GIVEN DATA:
╭──

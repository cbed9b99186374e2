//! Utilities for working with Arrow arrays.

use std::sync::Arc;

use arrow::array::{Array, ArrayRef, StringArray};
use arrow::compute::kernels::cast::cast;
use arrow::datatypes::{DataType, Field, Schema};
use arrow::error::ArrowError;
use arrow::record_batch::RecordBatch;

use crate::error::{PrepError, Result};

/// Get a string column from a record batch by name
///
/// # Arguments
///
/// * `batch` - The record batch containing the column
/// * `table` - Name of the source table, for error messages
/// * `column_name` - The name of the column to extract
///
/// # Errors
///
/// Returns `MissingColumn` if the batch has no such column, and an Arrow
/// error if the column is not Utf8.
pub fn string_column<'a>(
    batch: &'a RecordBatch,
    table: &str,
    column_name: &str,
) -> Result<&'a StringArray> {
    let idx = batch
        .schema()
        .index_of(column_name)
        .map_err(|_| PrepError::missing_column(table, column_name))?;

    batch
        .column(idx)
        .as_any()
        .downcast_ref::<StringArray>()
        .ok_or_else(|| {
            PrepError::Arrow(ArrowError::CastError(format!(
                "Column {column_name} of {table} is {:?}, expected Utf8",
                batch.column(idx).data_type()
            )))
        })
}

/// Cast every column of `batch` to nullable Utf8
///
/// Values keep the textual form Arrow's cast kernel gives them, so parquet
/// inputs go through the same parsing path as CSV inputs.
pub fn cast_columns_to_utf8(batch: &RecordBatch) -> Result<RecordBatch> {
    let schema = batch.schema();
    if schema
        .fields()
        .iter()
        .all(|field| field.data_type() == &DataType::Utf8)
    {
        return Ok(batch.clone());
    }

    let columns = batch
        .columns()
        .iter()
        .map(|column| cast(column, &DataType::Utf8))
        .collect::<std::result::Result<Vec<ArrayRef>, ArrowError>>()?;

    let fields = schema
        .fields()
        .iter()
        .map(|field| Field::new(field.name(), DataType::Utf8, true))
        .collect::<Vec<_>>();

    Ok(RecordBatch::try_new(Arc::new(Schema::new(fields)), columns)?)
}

╰──

EXERCISE DESCRIPTION:
Write out the data above once more, exactly as it reads.

SOLUTION:
repository cbed9b99186374e2
//! Utilities for working with Arrow arrays.

use std::sync::Arc;

use arrow::array::{Array, ArrayRef, StringArray};
use arrow::compute::kernels::cast::cast;
use arrow::datatypes::{DataType, Field, Schema};
use arrow::error::ArrowError;
use arrow::record_batch::RecordBatch;

use crate::error::{PrepError, Result};

/// Get a string column from a record batch by name
///
/// # Arguments
///
/// * `batch` - The record batch containing the column
/// * `table` - Name of the source table, for error messages
/// * `column_name` - The name of the column to extract
///
/// # Errors
///
/// Returns `MissingColumn` if the batch has no such column, and an Arrow
/// error if the column is not Utf8.
pub fn string_column<'a>(
    batch: &'a RecordBatch,
    table: &str,
    column_name: &str,
) -> Result<&'a StringArray> {
    let idx = batch
        .schema()
        .index_of(column_name)
        .map_err(|_| PrepError::missing_column(table, column_name))?;

    batch
        .column(idx)
        .as_any()
        .downcast_ref::<StringArray>()
        .ok_or_else(|| {
            PrepError::Arrow(ArrowError::CastError(format!(
                "Column {column_name} of {table} is {:?}, expected Utf8",
                batch.column(idx).data_type()
            )))
        })
}

/// Cast every column of `batch` to nullable Utf8
///
/// Values keep the textual form Arrow's cast kernel gives them, so parquet
/// inputs go through the same parsing path as CSV inputs.
pub fn cast_columns_to_utf8(batch: &RecordBatch) -> Result<RecordBatch> {
    let schema = batch.schema();
    if schema
        .fields()
        .iter()
        .all(|field| field.data_type() == &DataType::Utf8)
    {
        return Ok(batch.clone());
    }

    let columns = batch
        .columns()
        .iter()
        .map(|column| cast(column, &DataType::Utf8))
        .collect::<std::result::Result<Vec<ArrayRef>, ArrowError>>()?;

    let fields = schema
        .fields()
        .iter()
        .map(|field| Field::new(field.name(), DataType::Utf8, true))
        .collect::<Vec<_>>();

    Ok(RecordBatch::try_new(Arc::new(Schema::new(fields)), columns)?)
}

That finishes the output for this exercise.